Research published recently in Nature Communications highlights a new method of mapping an essential family of polysaccharides called GAGs (glycosaminoglycans). GAGs are critical to regulating many biological functions such as inflammation, neurodegeneration and tumor metastasis. One common type of GAG is called heparin and is currently used in clinical settings in an anticoagulant drug. Yet, aside from heparin, to date GAGs have been difficult to understand and only several structures have been accurately mapped.
Now the study from the Danish National Research Foundation Centre for Glycomics at the Department of Cellular and Molecular Medicine, University of Copenhagen, offers new insight on GAG mapping methods.

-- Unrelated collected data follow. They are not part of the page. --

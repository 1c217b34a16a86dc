use mediadeck::domain::{
    Advance, AdvancePolicy, MediaKind, Playlist, Visualizer, VisualizerStyle,
    collect_media_files, file_name, parse_dropped_paths, read_title, resolve_open_path,
};
use rand::{SeedableRng, rngs::StdRng};
use std::{fs, path::PathBuf, time::Duration};

fn policy(looping: bool, shuffling: bool) -> AdvancePolicy {
    AdvancePolicy { looping, shuffling }
}

#[test]
fn opened_directory_plays_through_in_order() {
    let dir = tempfile::tempdir().unwrap();
    let nested = dir.path().join("disc2");
    fs::create_dir(&nested).unwrap();
    for p in [
        dir.path().join("02.flac"),
        dir.path().join("01.mp3"),
        dir.path().join("cover.png"),
        nested.join("03.mkv"),
    ] {
        fs::write(p, b"x").unwrap();
    }

    let files = resolve_open_path(&dir.path().to_string_lossy()).unwrap();
    assert_eq!(files, collect_media_files(dir.path()));
    let names: Vec<_> = files.iter().map(|p| file_name(p)).collect();
    assert_eq!(names, vec!["01.mp3", "02.flac", "03.mkv"]);

    let mut playlist = Playlist::new();
    let started: Vec<bool> = files.into_iter().map(|f| playlist.add(f)).collect();
    assert_eq!(started, vec![true, false, false]);

    let mut rng = StdRng::seed_from_u64(1);
    assert_eq!(playlist.advance(policy(false, false), &mut rng), Advance::Next(1));
    assert_eq!(playlist.advance(policy(false, false), &mut rng), Advance::Next(2));
    assert_eq!(playlist.advance(policy(false, false), &mut rng), Advance::Stop);

    let kinds: Vec<_> = playlist
        .entries()
        .iter()
        .map(|e| MediaKind::classify(e.path()))
        .collect();
    assert_eq!(kinds, vec![MediaKind::Audio, MediaKind::Audio, MediaKind::Video]);
}

#[test]
fn looping_beats_shuffle_and_clear_starts_over() {
    let mut playlist = Playlist::new();
    for name in ["a.mp3", "b.mp3", "c.mp3"] {
        playlist.add(PathBuf::from(name));
    }
    playlist.select(1);

    let mut rng = StdRng::seed_from_u64(3);
    for _ in 0..10 {
        assert_eq!(playlist.advance(policy(true, true), &mut rng), Advance::Replay(1));
    }

    playlist.clear();
    assert!(playlist.is_empty());
    assert_eq!(playlist.current(), None);
    assert_eq!(playlist.advance(policy(false, true), &mut rng), Advance::Stop);
    assert!(playlist.add(PathBuf::from("d.wav")));
}

#[test]
fn dropped_uris_and_quoted_paths() {
    let payload = "file:///media/My%20Song.FLAC '/media/a clip.mp4' /media/readme.md";
    assert_eq!(
        parse_dropped_paths(payload),
        vec![
            PathBuf::from("/media/My Song.FLAC"),
            PathBuf::from("/media/a clip.mp4"),
        ]
    );
}

#[test]
fn unreadable_tags_fall_back_to_nothing() {
    let dir = tempfile::tempdir().unwrap();
    let path = dir.path().join("fake.mp3");
    fs::write(&path, b"definitely not an mp3").unwrap();
    assert_eq!(read_title(&path), None);
}

#[test]
fn pulse_bars_follow_the_clock() {
    let mut rng = StdRng::seed_from_u64(9);
    let mut viz = Visualizer::new(VisualizerStyle::Pulse, 60);

    viz.update(Duration::from_secs(2), &mut rng);
    let first = viz.bars().to_vec();
    assert_eq!(first.len(), 60);
    assert!(first.iter().all(|h| (0.1..=0.5).contains(h)));

    viz.update(Duration::from_secs(2), &mut rng);
    assert_eq!(viz.bars(), first.as_slice());

    viz.reset();
    assert!(viz.bars().iter().all(|h| *h == 0.0));
}
mod theme_config;
mod theme_import;
mod theme_manager;
mod theme_utils;

pub use theme_config::{ThemeConfig, VIZ_BOTTOM, VIZ_TOP};
pub use theme_manager::ThemeManager;
pub use theme_utils::blend;
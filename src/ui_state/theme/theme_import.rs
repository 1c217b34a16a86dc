use serde::Deserialize;

/// On-disk layout of a `*.toml` theme. Colours are kept as strings until
/// `ThemeConfig::try_from` parses them, so one bad value names itself in the
/// error.
#[derive(Deserialize)]
pub struct ThemeImport {
    pub name: String,
    pub colors: ColorScheme,
    #[serde(default)]
    pub borders: BorderScheme,
}

#[derive(Deserialize)]
pub struct ColorScheme {
    #[serde(default = "default_dark")]
    pub dark: bool,

    pub bg: String,
    pub bg_panel: String,
    pub bg_error: String,

    pub text: String,
    pub text_muted: String,
    pub text_selected: String,

    pub accent: String,
    pub selection: String,
    pub border: String,

    pub progress_complete: String,
    pub progress_incomplete: String,

    #[serde(default = "default_viz_top")]
    pub visualizer_top: String,
    #[serde(default = "default_viz_bottom")]
    pub visualizer_bottom: String,
}

#[derive(Deserialize)]
pub struct BorderScheme {
    pub border_type: String,
}

impl Default for BorderScheme {
    fn default() -> Self {
        BorderScheme {
            border_type: "rounded".to_string(),
        }
    }
}

const fn default_dark() -> bool {
    true
}

fn default_viz_top() -> String {
    "#BB86FC".to_string()
}

fn default_viz_bottom() -> String {
    "#6200EE".to_string()
}
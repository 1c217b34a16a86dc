use std::{fmt::Display, path::Path};

/// Extensions accepted by the open prompt and by dropped file lists.
pub const SUPPORTED_EXTENSIONS: [&str; 6] = ["mp4", "avi", "mkv", "mp3", "wav", "flac"];

const AUDIO_EXTENSIONS: [&str; 3] = ["mp3", "wav", "flac"];

#[derive(Debug, Default, PartialEq, Eq, Copy, Clone)]
pub enum MediaKind {
    Audio,
    #[default]
    Video,
}

impl MediaKind {
    /// Classification is by extension only, case-insensitive. Anything that
    /// is not a known audio container is treated as video.
    pub fn classify<P: AsRef<Path>>(path: P) -> Self {
        match extension_of(path.as_ref()) {
            Some(ext) if AUDIO_EXTENSIONS.contains(&ext.as_str()) => MediaKind::Audio,
            _ => MediaKind::Video,
        }
    }

    pub fn is_audio(&self) -> bool {
        *self == MediaKind::Audio
    }
}

impl Display for MediaKind {
    fn fmt(&self, f: &mut std::fmt::Formatter<'_>) -> std::fmt::Result {
        match *self {
            MediaKind::Audio => write!(f, "audio"),
            MediaKind::Video => write!(f, "video"),
        }
    }
}

pub fn is_supported<P: AsRef<Path>>(path: P) -> bool {
    extension_of(path.as_ref()).is_some_and(|ext| SUPPORTED_EXTENSIONS.contains(&ext.as_str()))
}

fn extension_of(path: &Path) -> Option<String> {
    path.extension()
        .and_then(|e| e.to_str())
        .map(|e| e.to_ascii_lowercase())
}
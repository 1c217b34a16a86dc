use crate::app_core::MediaDeck;

impl MediaDeck {
    /// Periodic pull of engine state into the UI. Nothing happens without
    /// loaded media.
    pub fn refresh(&mut self) {
        if !self.ui.has_media() {
            return;
        }

        let elapsed = self.player.elapsed();
        let length = self.player.length().unwrap_or_default();
        self.ui.set_progress(elapsed, length);

        if self.ui.transport.is_audio {
            self.ui.visualizer.update(elapsed, &mut self.rng);
        }
    }
}
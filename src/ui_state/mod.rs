mod display_state;
mod mode;
mod popup;
mod theme;
mod transport_state;

pub use display_state::{Control, DisplayState, HitRegions, NO_MEDIA, SeekBar};
pub use mode::Mode;
pub use popup::{PopupState, PopupType};
pub use theme::*;
pub use transport_state::TransportState;

use crate::{
    domain::{Playlist, Visualizer},
    settings::{FeatureSet, Settings},
};
use anyhow::Error;

pub struct UiState {
    pub(crate) playlist: Playlist,
    pub(crate) transport: TransportState,
    pub(crate) display_state: DisplayState,

    pub(crate) popup: PopupState,
    pub(crate) theme_manager: ThemeManager,
    pub(crate) visualizer: Visualizer,

    features: FeatureSet,
}

impl UiState {
    pub fn new(settings: &Settings) -> Self {
        Self::with_themes(settings, ThemeManager::new(settings.theme.as_deref()))
    }

    pub fn with_themes(settings: &Settings, theme_manager: ThemeManager) -> Self {
        UiState {
            playlist: Playlist::default(),
            transport: TransportState::new(settings.initial_volume),
            display_state: DisplayState::new(),

            popup: PopupState::new(),
            theme_manager,
            visualizer: Visualizer::new(settings.visualizer, settings.bar_count),

            features: settings.features,
        }
    }

    pub fn features(&self) -> FeatureSet {
        self.features
    }

    pub fn playlist(&self) -> &Playlist {
        &self.playlist
    }

    pub fn set_error(&mut self, e: Error) {
        tracing::warn!("{e:#}");
        self.show_popup(PopupType::Error(format!("{e:#}")));
    }

    /// Esc: drop whatever popup is up.
    pub fn soft_reset(&mut self) {
        if self.popup.is_open() {
            self.close_popup();
        }
    }
}

fn new_textarea(placeholder: &str) -> tui_textarea::TextArea<'static> {
    let mut input = tui_textarea::TextArea::default();
    input.set_cursor_line_style(ratatui::style::Style::default());
    input.set_placeholder_text(format!(" {placeholder}: "));

    input
}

"Determining the structures is a key question in the research about sugars. If we know the structure, we can determine what the cues are for specific biological functions and consider potential ways to exploit this in the development of therapeutics. This is hugely important and clinically relevant, as shown by the widely used anti-coagulant heparins, and the potential application of new heparin-based drugs for multiple diseases in the future," says the corresponding author, Dr. Rebecca Louise Miller, who is an Assistant Professor at the Copenhagen Center for Glycomics.
The method that Dr. Miller and her team have developed is called "Shotgun ion mobility mass spectrometry sequencing" or SIMMS2. It’s a complicated name and an even more complicated process akin to breaking sugar structures into small puzzle pieces in order to identify their genetic fingerprints and compare them to know existing structures. Through this process, they are able to sequence larger GAG structures.
"The instrumentation behind this new method was invented by the company Waters Ltd in 2006 and is available to many pharmaceutical companies and researchers. This means that the method could be easily implemented and widely used for drug discovery by many research groups in a short period of time," says co-author Professor Jeremy Turnbull, University of Liverpool and Copenhagen Center for Glycomics.
The researchers plan to continue their investigations with GAGs, SIMMS2, and GAGOme (another method they developed) in hopes of improving the therapeutic effects of heparins in cancer and neurogenerative diseases like Parkinson’s.